The correct result of Histogram should be this: 17797617 17797619 1 17797619 17797673 2 17797673 17797704 3 17797704 17797772 4 17797772 17797927 5 17797927 17798000 4 17798000 17798017 3 17798017 17798123 2 17798123 17798216 1 17799230 17799404 1 17799404 17799534 2 17799534 17800080 1

The input dataset is : data.zip

The output of the query are: job_test_cover_alberto_marchesi_20171013_163613_H.zip and job_test_cover_alberto_marchesi_20171013_163613_C.zip

albmarch commented 7 years ago

I add three new examples with the same problem. I find 1 region instead of 3, 4, or 5 regions.

count_3 count_4 count_5

The query is: Count_3 = SELECT() test_cover_count_3; Count_4 = SELECT() test_cover_count_4; Count_5 = SELECT() test_cover_count_5_1;

Count_3_c = COVER(1,ANY; groupby: target) Count_3; Count_4_c = COVER(1,ANY; groupby: target) Count_4; Count_5_c = COVER(1,ANY; groupby: target) Count_5;

H_3 = HISTOGRAM(1,ANY) Count_3_c; H_4 = HISTOGRAM(1,ANY) Count_4_c; H_5 = HISTOGRAM(1,ANY) Count_5_c;

C_3 = COVER(1,ANY) Count_3_c; C_4 = COVER(1,ANY) Count_4_c; C_5 = COVER(1,ANY) Count_5_c;

MATERIALIZE H_3 INTO H_3; MATERIALIZE H_4 INTO H_4; MATERIALIZE H_5 INTO H_5;

MATERIALIZE C_3 INTO C_3; MATERIALIZE C_4 INTO C_4; MATERIALIZE C_5 INTO C_5;

Input datasets: test_cover_count_3.zip, test_cover_count_4.zip test_cover_count_5_1.zip

Histogram outputs: job_test_cover_guest_new1161_20171028_090109_H_3.zip, job_test_cover_guest_new1161_20171028_090109_H_4.zip, job_test_cover_guest_new1161_20171028_090109_H_5.zip

Cover outputs: job_test_cover_guest_new1161_20171028_090109_C_3.zip, job_test_cover_guest_new1161_20171028_090109_C_4.zip, job_test_cover_guest_new1161_20171028_090109_C_5.zip

akaitoua commented 7 years ago

The problem is partially fixed. You will have a marginal error of "one base" for every Region that starts or stops on the bin border (1K border).

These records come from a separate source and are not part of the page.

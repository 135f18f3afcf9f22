//! Relational store boundary.

use async_trait::async_trait;
use thiserror::Error;

use tutorhub_auth::User;
use tutorhub_catalog::{Course, Tutor};
use tutorhub_core::{BookingId, CourseId, DomainError, ReviewId, TutorId, UserId};
use tutorhub_learning::Enrollment;
use tutorhub_reviews::{Review, ReviewRequest};
use tutorhub_scheduling::{Booking, Payment};

mod memory;
mod postgres;

pub use memory::InMemoryStore;
pub use postgres::PostgresStore;

pub type StoreResult<T> = Result<T, StoreError>;

#[derive(Debug, Error)]
pub enum StoreError {
    /// Uniqueness constraint hit (duplicate key).
    #[error("conflict: {0}")]
    Conflict(String),

    #[error("not found: {0}")]
    NotFound(String),

    #[error("backend error: {0}")]
    Backend(String),
}

impl From<StoreError> for DomainError {
    fn from(err: StoreError) -> Self {
        match err {
            StoreError::Conflict(msg) => DomainError::conflict(msg),
            StoreError::NotFound(what) => DomainError::not_found(what),
            StoreError::Backend(msg) => DomainError::internal(msg),
        }
    }
}

/// Transactional marketplace datastore.
///
/// Contract highlights:
/// - `enroll_or_get` is an atomic create-or-fetch against the uniqueness of
///   (learner, course) — no check-then-act race. The bool is `true` when the
///   candidate was inserted.
/// - `create_booking_with_payment` writes the booking and its payment as one
///   all-or-nothing unit and fails with [`StoreError::Conflict`] when the
///   payment's transaction reference already exists.
#[async_trait]
pub trait MarketplaceStore: Send + Sync {
    // users
    async fn insert_user(&self, user: User) -> StoreResult<User>;
    async fn user(&self, id: UserId) -> StoreResult<Option<User>>;

    // tutors
    async fn insert_tutor(&self, tutor: Tutor) -> StoreResult<Tutor>;
    async fn tutor(&self, id: TutorId) -> StoreResult<Option<Tutor>>;
    async fn tutor_for_user(&self, user_id: UserId) -> StoreResult<Option<Tutor>>;
    async fn tutors(&self) -> StoreResult<Vec<Tutor>>;

    // courses
    async fn insert_course(&self, course: Course) -> StoreResult<Course>;
    async fn course(&self, id: CourseId) -> StoreResult<Option<Course>>;
    async fn courses(&self) -> StoreResult<Vec<Course>>;

    // enrollments
    async fn enrollment_for(
        &self,
        learner_id: UserId,
        course_id: CourseId,
    ) -> StoreResult<Option<Enrollment>>;
    async fn enroll_or_get(&self, candidate: Enrollment) -> StoreResult<(Enrollment, bool)>;
    async fn enrollments_for(&self, learner_id: UserId) -> StoreResult<Vec<Enrollment>>;

    // bookings + payments
    async fn create_booking_with_payment(
        &self,
        booking: Booking,
        payment: Payment,
    ) -> StoreResult<(Booking, Payment)>;
    async fn booking(&self, id: BookingId) -> StoreResult<Option<(Booking, Payment)>>;
    async fn booking_by_reference(
        &self,
        transaction_ref: &str,
    ) -> StoreResult<Option<(Booking, Payment)>>;
    async fn bookings_for(&self, learner_id: UserId) -> StoreResult<Vec<(Booking, Payment)>>;

    // reviews
    async fn insert_review(&self, review: Review) -> StoreResult<Review>;
    async fn review(&self, id: ReviewId) -> StoreResult<Option<Review>>;
    async fn update_review(&self, review: Review) -> StoreResult<Review>;
    async fn delete_review(&self, id: ReviewId) -> StoreResult<()>;
    async fn reviews_for_tutor(&self, tutor_id: TutorId) -> StoreResult<Vec<Review>>;
    async fn review_exists(
        &self,
        reviewer_id: UserId,
        course_id: CourseId,
        tutor_id: TutorId,
    ) -> StoreResult<bool>;

    // review requests
    async fn insert_review_request(&self, request: ReviewRequest) -> StoreResult<ReviewRequest>;
    async fn review_requests_for(&self, student_id: UserId) -> StoreResult<Vec<ReviewRequest>>;
}
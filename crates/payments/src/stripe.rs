//! HTTP client for a Stripe-compatible hosted-checkout API.

use std::collections::HashMap;
use std::fmt;

use async_trait::async_trait;
use reqwest::{Client, StatusCode};
use serde::Deserialize;
use tracing::debug;

use crate::provider::{CheckoutProvider, CreateSessionRequest, HostedSession, ProviderError};

const STRIPE_API_BASE: &str = "https://api.stripe.com";

pub struct StripeCheckout {
    http: Client,
    api_base: String,
    secret_key: String,
}

impl fmt::Debug for StripeCheckout {
    fn fmt(&self, f: &mut fmt::Formatter<'_>) -> fmt::Result {
        f.debug_struct("StripeCheckout")
            .field("api_base", &self.api_base)
            .finish_non_exhaustive()
    }
}

#[derive(Debug, Deserialize)]
struct SessionResponse {
    id: String,
    #[serde(default)]
    url: Option<String>,
    #[serde(default)]
    metadata: HashMap<String, String>,
}

impl StripeCheckout {
    pub fn new(secret_key: String) -> Self {
        Self::with_api_base(secret_key, STRIPE_API_BASE.to_string())
    }

    pub fn with_api_base(secret_key: String, api_base: String) -> Self {
        let http = Client::builder()
            .user_agent("tutorhub/0.1")
            .build()
            .expect("reqwest client");
        Self {
            http,
            api_base,
            secret_key,
        }
    }

    fn into_session(payload: SessionResponse) -> HostedSession {
        HostedSession {
            id: payload.id,
            url: payload.url.unwrap_or_default(),
            metadata: payload.metadata,
        }
    }
}

/// Build the form body for `POST /v1/checkout/sessions`.
fn session_form(request: &CreateSessionRequest) -> Vec<(String, String)> {
    let mut form = vec![
        ("mode".to_string(), "payment".to_string()),
        ("success_url".to_string(), request.success_url.clone()),
        ("cancel_url".to_string(), request.cancel_url.clone()),
        (
            "line_items[0][price_data][currency]".to_string(),
            request.currency.clone(),
        ),
        (
            "line_items[0][price_data][unit_amount]".to_string(),
            request.amount.minor().to_string(),
        ),
        (
            "line_items[0][price_data][product_data][name]".to_string(),
            request.description.clone(),
        ),
        ("line_items[0][quantity]".to_string(), "1".to_string()),
    ];
    for (key, value) in &request.metadata {
        form.push((format!("metadata[{key}]"), value.clone()));
    }
    form
}

#[async_trait]
impl CheckoutProvider for StripeCheckout {
    fn name(&self) -> &'static str {
        "stripe"
    }

    async fn create_session(
        &self,
        request: CreateSessionRequest,
    ) -> Result<HostedSession, ProviderError> {
        let endpoint = format!("{}/v1/checkout/sessions", self.api_base);
        let form = session_form(&request);
        debug!(endpoint = %endpoint, "creating hosted checkout session");

        let res = self
            .http
            .post(&endpoint)
            .bearer_auth(&self.secret_key)
            .form(&form)
            .send()
            .await
            .map_err(|e| ProviderError::Upstream(e.to_string()))?;

        if !res.status().is_success() {
            let status = res.status();
            let body = res.text().await.unwrap_or_default();
            return Err(ProviderError::Upstream(format!(
                "create session returned {status}: {body}"
            )));
        }

        let payload: SessionResponse = res
            .json()
            .await
            .map_err(|e| ProviderError::Upstream(format!("invalid session response: {e}")))?;
        Ok(Self::into_session(payload))
    }

    async fn retrieve_session(&self, session_id: &str) -> Result<HostedSession, ProviderError> {
        let endpoint = format!("{}/v1/checkout/sessions/{session_id}", self.api_base);

        let res = self
            .http
            .get(&endpoint)
            .bearer_auth(&self.secret_key)
            .send()
            .await
            .map_err(|e| ProviderError::Upstream(e.to_string()))?;

        if res.status() == StatusCode::NOT_FOUND {
            return Err(ProviderError::UnknownSession(session_id.to_string()));
        }
        if !res.status().is_success() {
            let status = res.status();
            let body = res.text().await.unwrap_or_default();
            return Err(ProviderError::Upstream(format!(
                "retrieve session returned {status}: {body}"
            )));
        }

        let payload: SessionResponse = res
            .json()
            .await
            .map_err(|e| ProviderError::Upstream(format!("invalid session response: {e}")))?;
        Ok(Self::into_session(payload))
    }
}

#[cfg(test)]
mod tests {
    use super::*;
    use tutorhub_core::Amount;

    #[test]
    fn form_encodes_line_item_and_metadata() {
        let request = CreateSessionRequest {
            amount: Amount::positive(2500).unwrap(),
            currency: "usd".into(),
            description: "1:1 session".into(),
            metadata: HashMap::from([("course_id".to_string(), "abc".to_string())]),
            success_url: "https://app.invalid/ok".into(),
            cancel_url: "https://app.invalid/cancel".into(),
        };
        let form = session_form(&request);
        assert!(form.contains(&(
            "line_items[0][price_data][unit_amount]".to_string(),
            "2500".to_string()
        )));
        assert!(form.contains(&("metadata[course_id]".to_string(), "abc".to_string())));
        assert!(form.contains(&("mode".to_string(), "payment".to_string())));
    }
}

marcomass commented 7 years ago

@akaitoua Thank you for looking into this. What do you mean that there will still be the error of "one base"? Do you expect the obtained region to have 1 base more? Or one base less? (when region starts or stops on a bin border)

akaitoua commented 7 years ago

@marcomass, Because of a technical issue in the binning algorithm, i had to fix this issue with the slight error mentioned above. Which means that the missing region (17798000 17798017 3) will be shown as (17798001 17798017 3).